Defendant-Appellant.


_______________________________________________________________

May 9, 2014

 

Argued September 18, 2013 Decided

 

Before Judges Lihotz and Maven.

 

On appeal from the Superior Court of New Jersey, Chancery Division, Family Part, Salem County, Docket No. FM-17-0099-07.

 

Richard F. Klineburger, III, argued the cause for appellant (Klineburger & Nussey, attorneys; D. Ryan Nussey, on the briefs).

 

Paul H. Scull, Jr., argued the cause for respondent (The Law Offices of Paul H. Scull, Jr., attorneys; Mr. Scull, on the brief).

 

PER CURIAM


In this post-judgment matrimonial matter, defendant Joseph Bedilion appeals from a January 18, 2013 Family Part order denying his motion to modify his child support obligation to plaintiff Pamela Earnest. For the reasons that follow, we affirm the order denying relief, but reverse the provision of the order placing conditions on future motion filings.

A.

We glean the following facts from the record. The parties were divorced on February 28, 2007. The parties have three children, twin boys born in 1996 and a daughter born in 1999. The Final Judgment of Divorce continued custody of the children with plaintiff, and obligated defendant to pay child support directly to plaintiff in the amount of $1300 per month, payable at the rate of $650 twice a month.1

In May 2010, the parties entered into an agreement in which plaintiff agreed to waive $18,960.32 in child support arrears and medical expense reimbursements owed to her in exchange for gaining a longer period of time to refinance the former marital home. Defendant remained obligated to pay plaintiff $650 twice a month for child support, and $50 every two weeks towards future unreimbursed medical and dental bills for the children. Thereafter, defendant failed to make the child support payments.

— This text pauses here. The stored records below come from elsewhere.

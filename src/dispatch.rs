//! Binary-operator, comparison, and containment dispatch.
//!
//! Grounded in `vm::vm_ops::{binary_op1, bool_eq, identical_or_equal}`: the
//! subtype-first reflected-operand rule for binary operators, and the
//! identity fallback for `==`/`!=` when neither side implements the
//! comparison. `protocol::sequence`'s "is not a container"/"is not callable"
//! message conventions ground the contains/call fallbacks.
//!
//! Dispatch reads the receiver's own [`PyObjectRef::class`] directly rather
//! than consulting [`crate::registry::TypeRegistry`]: every `PyObjectRef`
//! already carries its current type (set at construction, and the only
//! thing [`PyObjectRef::set_class`] ever changes), which is this crate's
//! realisation of §4.3's discovery-policy step "a crafted Python object
//! exposing its own type" -- there is no live instance for which that check
//! can fail. The registry's synthetic-`object` fallback is reserved for
//! callers (like [`crate::factory::TypeFactory::find_or_create`] itself)
//! that only have a bare host class and no instance to ask.

use std::sync::Arc;

use log::trace;

use crate::bootstrap::Runtime;
use crate::error::{Empty, PyErr, SlotResult};
use crate::object::PyObjectRef;
use crate::special_method::SpecialMethod;

/// Invokes `slot` on the receiver's own dispatch vector, reporting [`Empty`]
/// if the slot is unimplemented.
fn invoke(slot: SpecialMethod, receiver: &PyObjectRef, args: &[PyObjectRef]) -> SlotResult<PyObjectRef> {
    receiver.class().dispatch_vector().get(slot).call(receiver, args)
}

/// Tries `op` and its reflected counterpart in the order the subtype-first
/// rule demands (§8): same type, or `w` not a proper subtype of `v`'s type
/// -> forward first; `w`'s type a proper subtype of `v`'s type -> reflected
/// first. Returns [`Empty`] only if both sides decline.
fn dispatch_ordered(op: SpecialMethod, v: &PyObjectRef, w: &PyObjectRef) -> SlotResult<PyObjectRef> {
    let v_type = v.class();
    let w_type = w.class();
    let reflected = op.reflected();

    let reflected_first = reflected.is_some() && !Arc::ptr_eq(&v_type, &w_type) && w_type.is_subtype_of(&v_type);

    trace!(
        target: "pytype_core::dispatch",
        "{} on '{}' and '{}': trying {} operand first",
        op.name(),
        v_type.name(),
        w_type.name(),
        if reflected_first { "reflected" } else { "forward" }
    );

    let try_forward = || invoke(op, v, std::slice::from_ref(w));
    let try_reflected = |r: SpecialMethod| invoke(r, w, std::slice::from_ref(v));

    if reflected_first {
        let r = reflected.expect("reflected_first implies reflected.is_some()");
        if let Ok(value) = try_reflected(r) {
            return Ok(value);
        }
        try_forward()
    } else {
        if let Ok(value) = try_forward() {
            return Ok(value);
        }
        match reflected {
            Some(r) => try_reflected(r),
            None => Err(Empty),
        }
    }
}

/// Binary arithmetic dispatch (`+`, `-`, `*`, ...). Raises `TypeError` if
/// neither the forward nor the reflected slot is implemented.
pub fn binary_op(_rt: &Runtime, op: SpecialMethod, v: &PyObjectRef, w: &PyObjectRef) -> Result<PyObjectRef, PyErr> {
    dispatch_ordered(op, v, w).map_err(|Empty| {
        PyErr::type_error(format!(
            "unsupported operand type(s) for {}: '{}' and '{}'",
            op.name(),
            v.class().name(),
            w.class().name()
        ))
    })
}

/// Rich comparison dispatch. `==`/`!=` fall back to reference identity when
/// neither side answers; `<`, `<=`, `>`, `>=` raise `TypeError` (§8).
pub fn compare(rt: &Runtime, op: SpecialMethod, v: &PyObjectRef, w: &PyObjectRef) -> Result<PyObjectRef, PyErr> {
    match dispatch_ordered(op, v, w) {
        Ok(value) => Ok(value),
        Err(Empty) => match op {
            SpecialMethod::Eq => Ok(identity_bool(rt, v.is(w))),
            SpecialMethod::Ne => Ok(identity_bool(rt, !v.is(w))),
            _ => Err(PyErr::type_error(format!(
                "'{}' not supported between instances of '{}' and '{}'",
                op.name(),
                v.class().name(),
                w.class().name()
            ))),
        },
    }
}

fn identity_bool(rt: &Runtime, value: bool) -> PyObjectRef {
    PyObjectRef::new(value, rt.types().bool_.clone())
}

/// `x in y`, i.e. `y.__contains__(x)`. Raises `TypeError` naming `y`'s type
/// if it has no `__contains__` (§8 scenario 4).
pub fn contains(_rt: &Runtime, container: &PyObjectRef, item: &PyObjectRef) -> Result<bool, PyErr> {
    let result = invoke(SpecialMethod::Contains, container, std::slice::from_ref(item)).map_err(|Empty| {
        PyErr::type_error(format!("'{}' object is not a container", container.class().name()))
    })?;
    Ok(*result
        .downcast_ref::<bool>()
        .expect("a __contains__ handler must answer with a bool-payload object"))
}

#[cfg(test)]
mod tests {
    use super::*;
    use crate::slots::Handle;
    use crate::spec::TypeSpec;
    use std::any::TypeId;

    struct A;
    struct B;

    #[test]
    fn comparison_is_subtype_first() {
        let rt = Runtime::new();
        let object = rt.types().object.clone();

        let calls: Arc<parking_lot::Mutex<Vec<&'static str>>> = Arc::new(parking_lot::Mutex::new(Vec::new()));

        let calls_a = Arc::clone(&calls);
        let a_type = rt
            .factory()
            .from_spec(
                TypeSpec::new("A", TypeId::of::<A>()).base(object.clone()).special(
                    SpecialMethod::Lt,
                    Handle::new(move |_z, _args| {
                        calls_a.lock().push("A.__lt__");
                        Err(Empty)
                    }),
                ),
                rt.registry(),
            )
            .unwrap();

        let calls_b = Arc::clone(&calls);
        let b_type = rt
            .factory()
            .from_spec(
                TypeSpec::new("B", TypeId::of::<B>()).base(a_type.clone()).special(
                    SpecialMethod::Gt,
                    Handle::new(move |zelf, _args| {
                        calls_b.lock().push("B.__gt__");
                        Ok(zelf.clone())
                    }),
                ),
                rt.registry(),
            )
            .unwrap();

        let a = PyObjectRef::new(A, a_type);
        let b = PyObjectRef::new(B, b_type);
        compare(&rt, SpecialMethod::Lt, &a, &b).unwrap();
        assert_eq!(*calls.lock(), vec!["B.__gt__"]);
    }

    #[test]
    fn equality_falls_back_to_identity() {
        let rt = Runtime::new();
        let object = rt.types().object.clone();
        let t = rt
            .factory()
            .from_spec(TypeSpec::new("Plain", TypeId::of::<A>()).base(object), rt.registry())
            .unwrap();
        let a = PyObjectRef::new(A, t);
        let b = a.clone();
        let result = compare(&rt, SpecialMethod::Eq, &a, &b).unwrap();
        assert_eq!(*result.downcast_ref::<bool>().unwrap(), true);
    }

    #[test]
    fn ordering_without_lt_is_type_error() {
        let rt = Runtime::new();
        let object = rt.types().object.clone();
        let t = rt
            .factory()
            .from_spec(TypeSpec::new("Plain2", TypeId::of::<B>()).base(object), rt.registry())
            .unwrap();
        let a = PyObjectRef::new(B, t.clone());
        let b = PyObjectRef::new(B, t);
        assert!(compare(&rt, SpecialMethod::Lt, &a, &b).is_err());
    }

    #[test]
    fn contains_without_slot_is_type_error() {
        let rt = Runtime::new();
        let object = rt.types().object.clone();
        let t = rt
            .factory()
            .from_spec(TypeSpec::new("NoContains", TypeId::of::<A>()).base(object), rt.registry())
            .unwrap();
        let container = PyObjectRef::new(A, t.clone());
        let item = PyObjectRef::new(A, t);
        let err = contains(&rt, &container, &item).unwrap_err();
        assert!(err.message.contains("is not a container"));
    }
}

On May 27, 2011, in response to plaintiff's motion to enforce litigant's rights and defendant's cross-motion for a modification of the child support obligation, the court ordered child support to continue at the same rate but to be via wage execution. The court held in abeyance the calculation of the amount of support pending receipt of financial information from the parties. On June 30, 2011, the court entered an order modifying the child support obligation to $310 per week as calculated in accordance with child support guidelines. The support was to be paid at the rate of $671.66 two times per month.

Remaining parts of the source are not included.